WHAT THE EXERCISE ASKS:
A verbatim transcript of the lines below, starting at the first and ending with the one that holds "pub const NO: usize = 1;", is what should be produced.

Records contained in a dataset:
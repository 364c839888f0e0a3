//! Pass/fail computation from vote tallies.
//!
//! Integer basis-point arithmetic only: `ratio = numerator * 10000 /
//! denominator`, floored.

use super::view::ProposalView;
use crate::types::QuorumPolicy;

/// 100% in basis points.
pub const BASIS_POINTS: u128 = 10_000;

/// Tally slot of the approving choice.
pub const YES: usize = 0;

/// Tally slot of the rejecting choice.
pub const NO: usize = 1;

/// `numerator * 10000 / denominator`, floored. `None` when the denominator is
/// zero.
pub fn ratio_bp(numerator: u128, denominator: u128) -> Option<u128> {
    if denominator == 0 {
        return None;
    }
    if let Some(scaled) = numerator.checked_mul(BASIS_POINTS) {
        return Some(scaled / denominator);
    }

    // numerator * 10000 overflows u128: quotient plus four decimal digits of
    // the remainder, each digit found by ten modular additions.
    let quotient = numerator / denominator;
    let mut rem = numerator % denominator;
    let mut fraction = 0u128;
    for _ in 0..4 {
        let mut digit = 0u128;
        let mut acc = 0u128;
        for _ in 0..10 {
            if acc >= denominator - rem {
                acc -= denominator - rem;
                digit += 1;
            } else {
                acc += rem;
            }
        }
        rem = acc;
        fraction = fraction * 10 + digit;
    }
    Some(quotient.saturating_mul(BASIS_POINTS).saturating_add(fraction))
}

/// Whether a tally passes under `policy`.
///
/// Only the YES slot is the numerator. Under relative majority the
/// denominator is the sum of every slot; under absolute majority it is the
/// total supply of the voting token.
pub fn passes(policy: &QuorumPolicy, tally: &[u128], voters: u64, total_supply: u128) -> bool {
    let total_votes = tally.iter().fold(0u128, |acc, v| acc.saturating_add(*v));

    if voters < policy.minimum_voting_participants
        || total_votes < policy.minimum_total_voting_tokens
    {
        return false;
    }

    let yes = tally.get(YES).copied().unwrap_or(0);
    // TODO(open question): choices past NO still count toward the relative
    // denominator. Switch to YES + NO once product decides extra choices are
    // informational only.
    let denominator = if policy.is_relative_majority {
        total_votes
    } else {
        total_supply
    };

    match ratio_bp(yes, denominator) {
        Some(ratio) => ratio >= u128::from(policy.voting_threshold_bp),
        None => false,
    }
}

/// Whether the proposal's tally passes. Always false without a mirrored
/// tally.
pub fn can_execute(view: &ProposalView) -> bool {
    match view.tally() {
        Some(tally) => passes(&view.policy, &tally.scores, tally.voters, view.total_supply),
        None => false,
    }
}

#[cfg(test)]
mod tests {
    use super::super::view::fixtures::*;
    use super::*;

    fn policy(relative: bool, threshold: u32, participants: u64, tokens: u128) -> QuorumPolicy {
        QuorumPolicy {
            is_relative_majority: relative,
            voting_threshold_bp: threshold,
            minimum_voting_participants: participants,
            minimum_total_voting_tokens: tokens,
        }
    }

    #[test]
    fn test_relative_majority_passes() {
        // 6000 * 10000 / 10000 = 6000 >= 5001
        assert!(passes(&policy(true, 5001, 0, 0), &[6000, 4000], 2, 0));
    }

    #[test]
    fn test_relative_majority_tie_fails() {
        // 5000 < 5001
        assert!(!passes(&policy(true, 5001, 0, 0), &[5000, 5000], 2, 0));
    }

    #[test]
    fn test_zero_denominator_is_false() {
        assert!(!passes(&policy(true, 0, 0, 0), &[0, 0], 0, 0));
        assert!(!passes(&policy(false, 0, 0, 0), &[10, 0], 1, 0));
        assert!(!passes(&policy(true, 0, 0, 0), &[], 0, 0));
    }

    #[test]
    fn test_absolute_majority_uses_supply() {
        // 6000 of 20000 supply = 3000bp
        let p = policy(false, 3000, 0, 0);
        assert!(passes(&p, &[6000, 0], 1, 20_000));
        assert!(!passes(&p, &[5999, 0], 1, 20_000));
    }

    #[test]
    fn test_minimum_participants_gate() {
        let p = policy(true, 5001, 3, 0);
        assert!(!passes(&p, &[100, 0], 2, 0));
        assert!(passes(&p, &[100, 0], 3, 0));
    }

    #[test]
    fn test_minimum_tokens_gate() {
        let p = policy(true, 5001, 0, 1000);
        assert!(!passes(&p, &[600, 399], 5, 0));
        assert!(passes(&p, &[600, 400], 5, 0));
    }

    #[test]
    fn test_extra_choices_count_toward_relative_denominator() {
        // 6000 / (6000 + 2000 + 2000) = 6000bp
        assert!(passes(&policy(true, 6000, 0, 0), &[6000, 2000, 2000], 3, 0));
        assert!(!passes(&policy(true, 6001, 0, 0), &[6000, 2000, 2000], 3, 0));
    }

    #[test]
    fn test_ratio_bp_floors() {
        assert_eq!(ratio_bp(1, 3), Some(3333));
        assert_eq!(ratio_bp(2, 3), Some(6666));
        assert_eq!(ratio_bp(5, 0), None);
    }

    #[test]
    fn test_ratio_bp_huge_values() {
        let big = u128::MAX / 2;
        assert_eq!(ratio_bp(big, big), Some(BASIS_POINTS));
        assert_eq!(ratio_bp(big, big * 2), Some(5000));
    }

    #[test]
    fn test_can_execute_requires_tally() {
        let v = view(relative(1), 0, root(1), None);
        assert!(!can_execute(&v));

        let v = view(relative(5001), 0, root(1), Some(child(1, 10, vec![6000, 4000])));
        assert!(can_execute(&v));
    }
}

REPLY TO THE EXERCISE:
repository 364c839888f0e0a3
//! Pass/fail computation from vote tallies.
//!
//! Integer basis-point arithmetic only: `ratio = numerator * 10000 /
//! denominator`, floored.

use super::view::ProposalView;
use crate::types::QuorumPolicy;

/// 100% in basis points.
pub const BASIS_POINTS: u128 = 10_000;

/// Tally slot of the approving choice.
pub const YES: usize = 0;

/// Tally slot of the rejecting choice.
pub const NO: usize = 1;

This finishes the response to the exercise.